# [Problem requirements]
Transcribe all of the listing exactly.
───── Supplied material ─────
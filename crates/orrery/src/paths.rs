use std::env;
use std::path::{Path, PathBuf};

use anyhow::{anyhow, Result};
use directories_next::ProjectDirs;
use orrery_config::CONFIG_FILE_NAME;

pub const ENV_CONFIG_DIR: &str = "ORRERY_CONFIG_DIR";

const QUALIFIER: &str = "org";
const ORGANISATION: &str = "Orrery";
const APPLICATION: &str = "orrery";

#[derive(Debug, Clone)]
pub struct AppPaths {
    config_dir: PathBuf,
}

impl AppPaths {
    pub fn discover() -> Result<Self> {
        if let Some(config_dir) = env_override(ENV_CONFIG_DIR) {
            return Ok(Self { config_dir });
        }
        let project_dirs = ProjectDirs::from(QUALIFIER, ORGANISATION, APPLICATION)
            .ok_or_else(|| anyhow!("failed to determine user directories"))?;
        Ok(Self {
            config_dir: project_dirs.config_dir().to_path_buf(),
        })
    }

    pub fn config_dir(&self) -> &Path {
        &self.config_dir
    }

    pub fn config_file(&self) -> PathBuf {
        self.config_dir.join(CONFIG_FILE_NAME)
    }
}

#[cfg(test)]
impl AppPaths {
    pub fn from_config_dir(config_dir: PathBuf) -> Self {
        Self { config_dir }
    }
}

fn env_override(name: &str) -> Option<PathBuf> {
    match env::var_os(name) {
        Some(value) if !value.is_empty() => Some(PathBuf::from(value)),
        _ => None,
    }
}

#[cfg(test)]
mod tests {
    use super::*;
    use std::ffi::OsString;
    use std::sync::{Mutex, OnceLock};
    use tempfile::TempDir;

    fn env_lock() -> &'static Mutex<()> {
        static ENV_LOCK: OnceLock<Mutex<()>> = OnceLock::new();
        ENV_LOCK.get_or_init(|| Mutex::new(()))
    }

    struct EnvGuard {
        key: &'static str,
        previous: Option<OsString>,
    }

    impl EnvGuard {
        fn set(key: &'static str, value: &Path) -> Self {
            let previous = env::var_os(key);
            env::set_var(key, value);
            Self { key, previous }
        }
    }

    impl Drop for EnvGuard {
        fn drop(&mut self) {
            if let Some(value) = self.previous.take() {
                env::set_var(self.key, value);
            } else {
                env::remove_var(self.key);
            }
        }
    }

    #[test]
    fn env_override_takes_precedence() {
        let _guard = env_lock().lock().unwrap();
        let root = TempDir::new().unwrap();
        let _config = EnvGuard::set(ENV_CONFIG_DIR, root.path());

        let paths = AppPaths::discover().unwrap();
        assert_eq!(paths.config_dir(), root.path());
        assert_eq!(paths.config_file(), root.path().join("orrery.toml"));
    }

    #[test]
    fn empty_override_is_ignored() {
        let _guard = env_lock().lock().unwrap();
        let _config = EnvGuard::set(ENV_CONFIG_DIR, Path::new(""));

        if let Ok(paths) = AppPaths::discover() {
            assert!(!paths.config_dir().as_os_str().is_empty());
        }
    }
}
─────
# [Reply]
filename crates/orrery/src/paths.rs
use std::env;
use std::path::{Path, PathBuf};

use anyhow::{anyhow, Result};
use directories_next::ProjectDirs;
use orrery_config::CONFIG_FILE_NAME;

pub const ENV_CONFIG_DIR: &str = "ORRERY_CONFIG_DIR";

const QUALIFIER: &str = "org";
const ORGANISATION: &str = "Orrery";
const APPLICATION: &str = "orrery";

#[derive(Debug, Clone)]
pub struct AppPaths {
    config_dir: PathBuf,
}

impl AppPaths {
    pub fn discover() -> Result<Self> {
        if let Some(config_dir) = env_override(ENV_CONFIG_DIR) {
            return Ok(Self { config_dir });
        }
        let project_dirs = ProjectDirs::from(QUALIFIER, ORGANISATION, APPLICATION)
            .ok_or_else(|| anyhow!("failed to determine user directories"))?;
        Ok(Self {
            config_dir: project_dirs.config_dir().to_path_buf(),
        })
    }

    pub fn config_dir(&self) -> &Path {
        &self.config_dir
    }

    pub fn config_file(&self) -> PathBuf {
        self.config_dir.join(CONFIG_FILE_NAME)
    }
}

#[cfg(test)]
impl AppPaths {
    pub fn from_config_dir(config_dir: PathBuf) -> Self {
        Self { config_dir }
    }
}

fn env_override(name: &str) -> Option<PathBuf> {
    match env::var_os(name) {
        Some(value) if !value.is_empty() => Some(PathBuf::from(value)),
        _ => None,
    }
}

#[cfg(test)]
mod tests {
    use super::*;
    use std::ffi::OsString;
    use std::sync::{Mutex, OnceLock};
    use tempfile::TempDir;

    fn env_lock() -> &'static Mutex<()> {
        static ENV_LOCK: OnceLock<Mutex<()>> = OnceLock::new();
        ENV_LOCK.get_or_init(|| Mutex::new(()))
    }

    struct EnvGuard {
        key: &'static str,
        previous: Option<OsString>,
    }

    impl EnvGuard {
        fn set(key: &'static str, value: &Path) -> Self {
            let previous = env::var_os(key);
            env::set_var(key, value);
            Self { key, previous }
        }
    }

    impl Drop for EnvGuard {
        fn drop(&mut self) {
            if let Some(value) = self.previous.take() {
                env::set_var(self.key, value);
            } else {
                env::remove_var(self.key);
            }
        }
    }

    #[test]
    fn env_override_takes_precedence() {
        let _guard = env_lock().lock().unwrap();
        let root = TempDir::new().unwrap();
        let _config = EnvGuard::set(ENV_CONFIG_DIR, root.path());

        let paths = AppPaths::discover().unwrap();
        assert_eq!(paths.config_dir(), root.path());
        assert_eq!(paths.config_file(), root.path().join("orrery.toml"));
    }

    #[test]
    fn empty_override_is_ignored() {
        let _guard = env_lock().lock().unwrap();
        let _config = EnvGuard::set(ENV_CONFIG_DIR, Path::new(""));

        if let Ok(paths) = AppPaths::discover() {
            assert!(!paths.config_dir().as_os_str().is_empty());
        }
    }
}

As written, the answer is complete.